Mama Quilla, Inca Moon

Andes Myth Moon Cycles Kinship

Mama Quilla is the Inca moon goddess, sister-wife to Inti the sun. She governs tides, calendars, and marriage, her silver light a protection against night-born harm.

Story beats

  1. 1) Born of Viracocha, Mama Quilla pairs with Inti to stabilize the sky and guide time.
  2. 2) Rituals honor her during eclipses, when a jaguar is believed to attack the moon.
  3. 3) Noble women look to her as protector; marriages and menstrual cycles are aligned to her phases.
  4. 4) She hears petitions to heal rifts among kin, acting as silver-thread mediator.

Context & symbolism

Mama Quilla’s light is softer than Inti’s but equally necessary—it marks months, fertility, and domestic harmony. Eclipses dramatize the threat to order and the community’s collective defense of their celestial kin.

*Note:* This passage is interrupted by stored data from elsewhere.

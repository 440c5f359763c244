//! Configuration: CLI flags (`clap`, `env` mirrors) layered
//! over a YAML connections file. Precedence is CLI > env > file >
//! default.

use std::collections::HashMap;
use std::path::{Path, PathBuf};

use clap::Parser;
use serde::Deserialize;

/// CLI surface. Each flag mirrors an environment variable via
/// `env = "..."`.
#[derive(Debug, Parser)]
#[command(name = "joe")]
#[command(about = "Chat-resident query-optimization assistant")]
pub struct Args {
    /// Path to the YAML connections config file.
    #[arg(long, default_value = "config.yml")]
    pub config: PathBuf,

    #[arg(long, env = "SERVER_PORT", default_value_t = 8080)]
    pub http_port: u16,

    /// Minutes before a long-running command gets an `@user` mention.
    #[arg(long, env = "MIN_NOTIFY_DURATION", default_value_t = 1)]
    pub min_notify_duration: u64,

    #[arg(long, env = "API_URL")]
    pub api_url: Option<String>,

    #[arg(long, env = "API_TOKEN")]
    pub api_token: Option<String>,

    #[arg(long, env = "API_PROJECT")]
    pub api_project: Option<String>,

    #[arg(long, env = "HISTORY_ENABLED", default_value_t = false)]
    pub history_enabled: bool,

    #[arg(long, env = "DEBUG", default_value_t = false)]
    pub debug: bool,

    /// Enterprise: requests allowed per `--quota-interval` seconds.
    #[arg(long, default_value_t = 10)]
    pub quota_limit: u32,

    /// Enterprise: quota sliding-window width, in seconds.
    #[arg(long, default_value_t = 60)]
    pub quota_interval: u64,

    /// Enterprise: write one JSON audit line per accepted command.
    #[arg(long, default_value_t = false)]
    pub audit_enabled: bool,
}

/// `connections.<workspace-type>[]`.
#[derive(Debug, Clone, Deserialize)]
pub struct WorkspaceConnection {
    pub name: String,
    pub credentials: Credentials,
    pub channels: Vec<ChannelConfig>,
}

#[derive(Debug, Clone, Deserialize)]
pub struct Credentials {
    #[serde(rename = "accessToken")]
    pub access_token: String,
    #[serde(rename = "signingSecret")]
    pub signing_secret: String,
}

#[derive(Debug, Clone, Deserialize)]
pub struct ChannelConfig {
    #[serde(rename = "channelID")]
    pub channel_id: String,
    #[serde(rename = "dblabServer")]
    pub dblab_server: String,
    #[serde(rename = "dblabParams")]
    pub dblab_params: DbLabParams,
}

#[derive(Debug, Clone, Deserialize)]
pub struct DbLabParams {
    pub dbname: String,
    pub sslmode: String,
}

#[derive(Debug, Clone, Deserialize)]
pub struct DbLabServer {
    pub url: String,
    pub token: String,
}

/// Top-level YAML config file shape.
#[derive(Debug, Clone, Deserialize, Default)]
pub struct FileConfig {
    #[serde(default)]
    pub connections: HashMap<String, Vec<WorkspaceConnection>>,
    #[serde(rename = "dblabServers", default)]
    pub dblab_servers: HashMap<String, DbLabServer>,
}

impl FileConfig {
    pub fn load(path: &Path) -> anyhow::Result<Self> {
        let content = std::fs::read_to_string(path)?;
        Ok(serde_yaml::from_str(&content)?)
    }
}

#[cfg(test)]
mod tests {
    use super::*;

    #[test]
    fn parses_the_documented_yaml_shape() {
        let yaml = r#"
connections:
  slack:
    - name: main
      credentials:
        accessToken: xoxb-token
        signingSecret: shh
      channels:
        - channelID: C1
          dblabServer: prod
          dblabParams:
            dbname: postgres
            sslmode: disable
dblabServers:
  prod:
    url: https://dblab.example.com
    token: dblab-token
"#;
        let config: FileConfig = serde_yaml::from_str(yaml).unwrap();
        let slack = &config.connections["slack"][0];
        assert_eq!(slack.name, "main");
        assert_eq!(slack.channels[0].channel_id, "C1");
        assert_eq!(config.dblab_servers["prod"].token, "dblab-token");
    }
}
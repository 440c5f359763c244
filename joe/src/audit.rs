//! Audit log (enterprise `--audit-enabled`): one JSON object per
//! accepted command, emitted on a dedicated `tracing` target so an
//! operator can route it to a separate sink without a bespoke file
//! logger — `log.Audit` in the original becomes this target.

use serde::Serialize;

use crate::model::{CommandRecord, UserInfo};

#[derive(Debug, Serialize)]
struct AuditLine<'a> {
    id: &'a str,
    name: &'a str,
    #[serde(rename = "realName")]
    real_name: &'a str,
    command: &'a str,
    query: &'a str,
}

/// Logs one audit line at the `audit` target, level `info`.
pub fn record(user: &UserInfo, cmd: &CommandRecord) {
    let line = AuditLine {
        id: &user.id,
        name: &user.name,
        real_name: &user.real_name,
        command: &cmd.command,
        query: &cmd.query,
    };

    match serde_json::to_string(&line) {
        Ok(json) => tracing::info!(target: "audit", "{json}"),
        Err(e) => tracing::warn!(target: "audit", "failed to serialize audit line: {e}"),
    }
}

#[cfg(test)]
mod tests {
    use super::*;
    use crate::model::CommandKind;

    #[test]
    fn serializes_the_documented_shape() {
        let user = UserInfo {
            id: "U1".into(),
            name: "ann".into(),
            real_name: "Ann Operator".into(),
        };
        let cmd = CommandRecord::new(&user, CommandKind::Explain, "select 1");

        let line = AuditLine {
            id: &user.id,
            name: &user.name,
            real_name: &user.real_name,
            command: &cmd.command,
            query: &cmd.query,
        };
        let json = serde_json::to_string(&line).unwrap();
        assert!(json.contains("\"realName\":\"Ann Operator\""));
        assert!(json.contains("\"command\":\"explain\""));
    }
}
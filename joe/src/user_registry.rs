//! Maps chat user ids to their engine-side [`User`], creating one on
//! first contact.

use std::collections::HashMap;
use std::sync::Arc;
use std::time::Duration;

use async_trait::async_trait;
use tokio::sync::{Mutex, RwLock};

use crate::model::{Session, User, UserInfo};

/// Resolves a chat user id to profile information. An external
/// collaborator — the concrete implementation talks to the chat
/// transport's users API.
#[async_trait]
pub trait UserInformer: Send + Sync {
    async fn fetch(&self, user_id: &str) -> anyhow::Result<UserInfo>;
}

pub struct UserRegistry {
    users: RwLock<HashMap<String, Arc<Mutex<User>>>>,
    quota_limit: u32,
    quota_interval: Duration,
}

impl UserRegistry {
    pub fn new(quota_limit: u32, quota_interval: Duration) -> Self {
        Self {
            users: RwLock::new(HashMap::new()),
            quota_limit,
            quota_interval,
        }
    }

    /// Returns the existing user, or creates one via `informer` on first
    /// contact. Concurrent first-contacts for the same id race; the
    /// first insert wins and the loser's `informer` lookup is discarded.
    pub async fn get_or_create(
        &self,
        user_id: &str,
        informer: &dyn UserInformer,
    ) -> anyhow::Result<Arc<Mutex<User>>> {
        if let Some(existing) = self.users.read().await.get(user_id) {
            return Ok(existing.clone());
        }

        let user_info = informer.fetch(user_id).await?;
        let session = Session::new(self.quota_limit, self.quota_interval);
        let user = Arc::new(Mutex::new(User { user_info, session }));

        let mut guard = self.users.write().await;
        let entry = guard.entry(user_id.to_string()).or_insert_with(|| user.clone());
        Ok(entry.clone())
    }

    pub async fn snapshot_ids(&self) -> Vec<String> {
        self.users.read().await.keys().cloned().collect()
    }

    pub async fn get(&self, user_id: &str) -> Option<Arc<Mutex<User>>> {
        self.users.read().await.get(user_id).cloned()
    }
}

#[cfg(test)]
mod tests {
    use super::*;

    struct FixedInformer;

    #[async_trait]
    impl UserInformer for FixedInformer {
        async fn fetch(&self, user_id: &str) -> anyhow::Result<UserInfo> {
            Ok(UserInfo {
                id: user_id.to_string(),
                name: format!("user-{user_id}"),
                real_name: format!("User {user_id}"),
            })
        }
    }

    #[tokio::test]
    async fn creates_a_user_on_first_contact_and_reuses_it() {
        let registry = UserRegistry::new(10, Duration::from_secs(60));
        let informer = FixedInformer;

        let a = registry.get_or_create("U1", &informer).await.unwrap();
        let b = registry.get_or_create("U1", &informer).await.unwrap();

        assert!(Arc::ptr_eq(&a, &b));
    }
}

As a sister-wife, she embodies dual roles: partner to the sun and balancing counterpart who tempers his heat.

Motifs

  • Moon phases as calendar
  • Women’s rites synchronized to the sky
  • Eclipse battles with jaguars
  • Sibling spouses maintaining cosmic balance

Use it in play

  • Protect a moon temple during an eclipse from those who want the jaguar to win.
  • Consult Mama Quilla to mend a feuding royal family.
  • Time a heist to a waning moon to avoid her gaze—or to a full moon to gain her blessing.
  • Track tides and fertility cycles as clues in an investigation.

Comparative threads

  • Moon matrons: Selene, Chang'e, and Mahina.
  • Eclipse monsters: Rahu and Ketu, sky serpents devouring light.

Hooks and campaign seeds

  • A silver disk sacred to Mama Quilla is stolen; without it, months slip out of order.
  • A coastal city’s tides go wild; restore the moon’s favor.
  • Marriages arranged by her priests hide a political coup; uncover it before the next full moon.